How positive is too positive?
Be it resolved...
A week into 2003, I overheard my friend exhort his dinner companion to "Keep your New Year's resolution, my dear."
I couldn't help myself. "What is your resolution?" I asked the woman, 99 percent certain it had to do with dieting, since that's always my resolution. Scowling, the lady replied: "I promised to not be negative."
What? No putting down the neighbors? No talking stink about politicians? No complaining about the job? For the rest of the evening the woman struggled to be relentlessly upbeat. We hardly had anything to say to one another.
My mother always said, "If you can't say something nice about somebody, don't say anything at all." In practice, I've leaned more toward the sentiment embroidered on a pillow owned by the late Washington, D.C., hostess Alice Roosevelt Longworth: "If you can't say anything good about someone, sit right here by me."
Nonetheless, the idea of not being negative struck a chord in me. What if we got up in the morning and behaved like the dog, full of positive energy and wet kisses for everyone, quivering in uncontrolled eagerness to greet the day? We'd know our territorial boundaries, be loyal and obedient, and count ourselves content with a bone.
Think what would happen to Congress if it jettisoned negativism. There'd be no more name-calling, arm-twisting or behind-closed-doors politics. Bills could be praised instead of criticized, laws would spring from congenial compromise and presidential candidates of opposing parties would make nice.

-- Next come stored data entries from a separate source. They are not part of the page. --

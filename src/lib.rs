//! # N2A
//!
//! A compiler for hierarchical neural-modeling equations and the runtime
//! library the compiled code links against.
//!
//! ## Pipeline architecture
//!
//! ```text
//! Model source text
//!     ↓
//! [Parser]                    → Model (forest of EquationSets)
//!     ↓
//! [EquationDigest]            → decorated, ordered, type-attributed Model
//!     ↓
//! [ConnectionPlanner]         → ConnectionHolder per connection part
//!     ↓
//! [CodeEmitter]                → Instance/Population Rust source
//!     ↓
//! rustc, linked against `runtime`
//! ```
//!
//! ## Module organization
//!
//! | Module | Purpose |
//! |--------|---------|
//! | `ast` | The equation-hierarchy data model (`Model`, `EquationSet`, `Variable`) |
//! | `parser` | Indentation-based node-tree source format → `Model` |
//! | `catalog` | Part name → index lookup, used throughout digest |
//! | `digest` | The twenty-stage analysis pipeline that decorates a `Model` |
//! | `connection_planner` | Chooses enumerative/nearest-neighbor/sparse-matrix strategy |
//! | `code_generator` | Emits `Instance`/`Population` Rust source per part |
//! | `runtime` | The library emitted code links against: event queue, integrators, connection formation, population membership, I/O holders |
//! | `storage` | I/O holders: `InputHolder`, `OutputHolder`, `ImageInput`/`ImageOutput`, `MatrixInput`, `Mfile` |
//! | `value` | Digest-time literal representation and fixed-point arithmetic |
//! | `config` | Layered TOML configuration for the compiler driver |
//! | `error` | Per-phase error types (`DigestError`, `PlanError`, `EmitError`, `RuntimeError`, `AbortRun`) |

pub mod ast;
pub mod catalog;
pub mod code_generator;
pub mod config;
pub mod connection_planner;
pub mod digest;
pub mod error;
pub mod parser;
pub mod runtime;
pub mod storage;
pub mod value;

pub use ast::{EquationSet, Model, Variable};
pub use catalog::Catalog;
pub use config::Config;
pub use connection_planner::{ConnectionHolder, Strategy};
pub use error::{AbortRun, DigestError, EmitError, PlanError, RuntimeError};

use tracing_subscriber::layer::SubscriberExt;
use tracing_subscriber::util::SubscriberInitExt;
use tracing_subscriber::{EnvFilter, Layer, Registry};

/// Leaks the non-blocking appender's worker guard for the process
/// lifetime when file logging is enabled, so buffered log lines are
/// still flushed by the background thread after `init_tracing` returns.
static LOG_GUARD: std::sync::OnceLock<tracing_appender::non_blocking::WorkerGuard> = std::sync::OnceLock::new();

type BoxedLayer = Box<dyn Layer<Registry> + Send + Sync>;

/// Install the process-wide `tracing` subscriber:
/// structured, level-filtered by `RUST_LOG`/`config.logging.level`,
/// rendered as plain text or JSON per `config.logging.format`, and
/// additionally daily-rolled to `config.logging.log_dir` when set, so a
/// generated binary's simulation-run log survives past its own process.
/// Call once from a binary's `main`; safe to call more than once, later
/// calls are a no-op (`try_init` swallows the "already set" error).
pub fn init_tracing(config: &config::LoggingConfig) {
    let filter = EnvFilter::try_from_default_env().unwrap_or_else(|_| EnvFilter::new(&config.level));

    let stderr_layer: BoxedLayer = if config.format == "json" {
        tracing_subscriber::fmt::layer().with_writer(std::io::stderr).json().boxed()
    } else {
        tracing_subscriber::fmt::layer().with_writer(std::io::stderr).boxed()
    };

    let file_layer: Option<BoxedLayer> = config.log_dir.as_ref().map(|dir| {
        let appender = tracing_appender::rolling::daily(dir, "n2a-run.log");
        let (writer, guard) = tracing_appender::non_blocking(appender);
        let _ = LOG_GUARD.set(guard);
        let layer = tracing_subscriber::fmt::layer().with_writer(writer).with_ansi(false);
        if config.format == "json" { layer.json().boxed() } else { layer.boxed() }
    });

    let result = tracing_subscriber::registry().with(filter).with(stderr_layer).with(file_layer).try_init();
    if let Err(e) = result {
        tracing::debug!("tracing subscriber already initialized: {e}");
    }
}

/// Output of a full compile: the digested model, its connection holders,
/// and the emitted Rust source.
/// Returned by [`compile`] for `main` to write to disk.
pub struct CompileOutput {
    pub model: ast::Model,
    pub trace: digest::DigestTrace,
    pub holders: Vec<ConnectionHolder>,
    pub source: String,
}

/// Run just the `EquationDigest` stage, collecting every digest error
/// rather than stopping at the first ("digest errors are
/// collected ... and surfaced as a single abort"). Split out from
/// [`compile`] so a driver can checkpoint the digested model
/// ([`digest::cache`]) between this stage and planning/emission.
pub fn digest_model(model: ast::Model, backend: config::NumericBackend) -> Result<(ast::Model, digest::DigestTrace), AbortRun> {
    digest::run(model, backend).map_err(|errors| {
        let joined = errors.iter().map(ToString::to_string).collect::<Vec<_>>().join("; ");
        AbortRun(joined)
    })
}

/// Connection planning and emission over an already-digested `model`
/// ("ConnectionPlanner → CodeEmitter").
pub fn plan_and_emit(model: ast::Model, trace: digest::DigestTrace) -> Result<CompileOutput, AbortRun> {
    let holders = connection_planner::plan(&model)?;

    let emitter = code_generator::CodeEmitter::new(&model, &holders);
    let source = emitter.emit_all().map_err(AbortRun::from)?;

    Ok(CompileOutput { model, trace, holders, source })
}

/// Run digest, connection planning, and emission over `model` in
/// sequence, the way the compiler driver binary does: EquationDigest →
/// ConnectionPlanner → CodeEmitter.
pub fn compile(model: ast::Model, backend: config::NumericBackend) -> Result<CompileOutput, AbortRun> {
    let (model, trace) = digest_model(model, backend)?;
    plan_and_emit(model, trace)
}

#[cfg(test)]
mod tests {
    use super::*;
    use crate::ast::{Equation, EquationSet, Variable};

    #[test]
    fn compile_runs_digest_planning_and_emission_end_to_end() {
        let mut set = EquationSet::new("Leaky");
        let mut v = Variable::new("V");
        v.equations.push(Equation::default_arm("-65"));
        set.variables.push(v);
        let model = Model::new(set);

        let output = compile(model, config::NumericBackend::Float).unwrap();
        assert!(output.source.contains("struct LeakyInstance"));
    }
}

Being positive in an airport security line would eliminate four-letter-word mumblings, exaggerated exhaling when ordered to "spread 'em," and exasperated complaints about triple-layer bureaucracy. We'd thank the screener for dumping the contents of our carry-on bag for all to see.
If we were positive thinkers we wouldn't need newspaper editorials or letters to the editor in the Pilot-Tribune, talk radio or reality television - how could we vote somebody off an island? There'd be no need for priests or preachers and we'd deep-six the clamor for a nuclear missile shield because we'd live by the Golden Rule. That would allow us to spend more money on education, prescription drugs, health care and social security.
If President Bush made a New Year's resolution to not be negative, would that keep us out of a war even the generals don't want? Would that mean the United Nations inspectors would be given more time to properly do their job in Iraq? Would Secretary of State Colin Powell be allowed to seek a diplomatic solution to the crisis with North Korea? Would Saddam Hussein be offered a face-saving exit that could bring 200,000 American servicemen and women home safe to their loved ones?
Setting aside its religious dogma, "The Power of Positive Thinking" is still a pretty good book. Written by Dr. Norman Vincent Peale, it urges readers to rise above problems by visualizing how to solve them. Its basic premise is that positive thoughts lead to positive acts, which in turn banish self-doubt. What could be more positive than promoting world peace and preventing armed conflict?
Even though Dr. Peale's book has sold more than 20 million copies in 42 languages since it was published in 1952, it's possible that National Security Adviser Condoleezza Rice, Defense Secretary Donald Rumsfeld, Vice President Dick Cheney, Secretary of State Colin Powell - perhaps even the president - have not read it.
Excuse me while I log on to Amazon.com to buy copies for them.
Tad Bartimus is a former newspaper reporter, now a book author, and contributor to the Pilot-Tribune.